The whole field of corn husks in front of my birch tree sparkle as if you dropped nuggets of gold there. Just husks. Lit by sun. Somehow strangely beautiful. This is one of those visions of glory in our everyday world vista that plucks the heartstrings, and they vibrate to a bittersweet melody of joy that is so sweet it aches. Somehow this vision condenses for me all that has happened in my life:
friendships ruined,
heart failing, somehow healing,
hugging children who were dying,
feeling their last months soak into my soul like honey;
marrying my best friend,
birthing babies,
that painful, joyful metamorphosis of body and soul;
cancer, the cutting of surgery,
the years of living with it's specter;
baby girl slipping away,
baby girl coming home,
baby girl forever different;

another spring.
A glittering field.
A thousand sorrows;
a million joys.

Through it all, serving a Savior who takes my husks and turns them into glittering gold. A God who takes the last bit of my strength, energy, willingness, and infuses me with this sudden, thundering thing of beauty that lights up my kitchen night after night. The God who speaks through a burning bush, and tells me He is still there...and no, He is never silent.

Niche

In our new reality of grand mal seizures and aggression brought on by seizure meds, we spend time trying to navigate, normalize, negotiate the newness. It is frustrating, to say the least, that sometimes the very precious child who is ill and demands attention gets lost in the shuffle of all the paperwork, processing, and preparing that is done because of her illness. In the midst of chaos last week, I carved out a "low stimulus niche" for Amelia - and her overwhelmed sisters.
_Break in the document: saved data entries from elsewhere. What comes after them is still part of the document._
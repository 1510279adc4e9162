//! Parsers for the on-disk build descriptions
//!
//! Each parser streams plain records into a writer sink; parsers never
//! read back from the store. The store implements all three writer
//! traits, so ingestion is a single pass from file to tables.

mod cmake_reply;
mod ninja_build;
mod ninja_deps;

use anyhow::Result;

pub use cmake_reply::CMakeReplyParser;
pub use ninja_build::BuildFileParser;
pub use ninja_deps::DepsLogParser;

/// One `build ...:` statement from a Ninja file, after variable expansion
/// and path normalization.
#[derive(Debug, Clone, Default, PartialEq, Eq)]
pub struct BuildStatement {
    /// Rule name, never expanded.
    pub rule: String,
    /// All declared outputs; the first one is the statement's target.
    pub outputs: Vec<String>,
    pub explicit_inputs: Vec<String>,
    pub implicit_inputs: Vec<String>,
    pub order_only_inputs: Vec<String>,
}

impl BuildStatement {
    /// The classified target of the statement. Secondary outputs are left
    /// for other statements or deps entries to claim.
    pub fn primary_output(&self) -> Option<&str> {
        self.outputs.first().map(String::as_str)
    }
}

/// One record from the `.ninja_deps` log: an output and the header
/// dependencies the compiler reported for it.
#[derive(Debug, Clone, Default, PartialEq, Eq)]
pub struct DepsEntry {
    pub target: String,
    pub mtime: u64,
    pub deps: Vec<String>,
}

/// One target from the CMake File API reply.
#[derive(Debug, Clone, Default, PartialEq, Eq)]
pub struct CMakeTarget {
    pub id: String,
    pub name: String,
    /// CMake type string, e.g. EXECUTABLE or STATIC_LIBRARY.
    pub type_name: String,
    pub sources: Vec<String>,
}

/// Sink for Ninja build statements.
pub trait BuildWriter {
    fn insert_build_statement(&mut self, stmt: &BuildStatement) -> Result<()>;
}

/// Sink for deps-log entries.
pub trait DepsWriter {
    fn insert_deps_entry(&mut self, entry: &DepsEntry) -> Result<()>;
}

/// Sink for CMake reply targets.
pub trait CMakeTargetWriter {
    fn insert_cmake_target(&mut self, target: &CMakeTarget) -> Result<()>;
}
Give me a place to call my own,
Family & friends to make it a home.
(unknown)

It is in these little things - the faithfulness and commitment necessary to sew a beanbag, carve out a space, make it special and treasured - that motherhood comes into full bloom. It is in the prioritizing...seeing a small task that can and must be completed, and pushing other larger tasks that forever loom in the background in to the background...that mother love can be funneled and felt by the little souls in my care. I am reminded of the places where Christ is a "mother" figure to us in addition to Father - the glimpses we women have into the source of those parts of our nature that may be confusing, may be thwarted or undervalued by our culture, but are most certainly valid and God-given. God is a compassionate, nurturing being just as He is an exorting, teaching Father.

As a mother comforts her child, so will I comfort you; and you will be comforted over Jerusalem. (Isaiah 66:13)

...How often I have longed to gather your children together, as a hen gathers her chicks under her wings, but you were not willing. (Matthew 23:37)

How excellent is thy lovingkindness, O God! therefore the children of men put their trust under the shadow of thy wings. (Psalm 36:7)

No longer an orphan

We spent the afternoon celebrating with our dear friends, welcoming Tessa to her new life, new love, new world. She came home from Ethiopia a few months ago to a home I can only describe as a home of deep faith undergoing deep pain. Her mother is one of those who is "mother" to every child she meets in life, from the kids on the block to the kids in the church nursery. For her, this is a crazy time of cancer and adoptive motherhood all swirled together in one bittersweet stage of struggle and strength. It has been a joy to see her inner beauty unfolding before my eyes, and today was a celebration of that. So, welcome to Tessa - to our hearts, our homes, our family. And a bow of gratitude to my friend, who has taught me a quiet, unwavering acceptance of God's will and God's timing that only a real-life example could teach. This bringing of the adoption dream to fruition has our whole church excited for our own journey to unfold.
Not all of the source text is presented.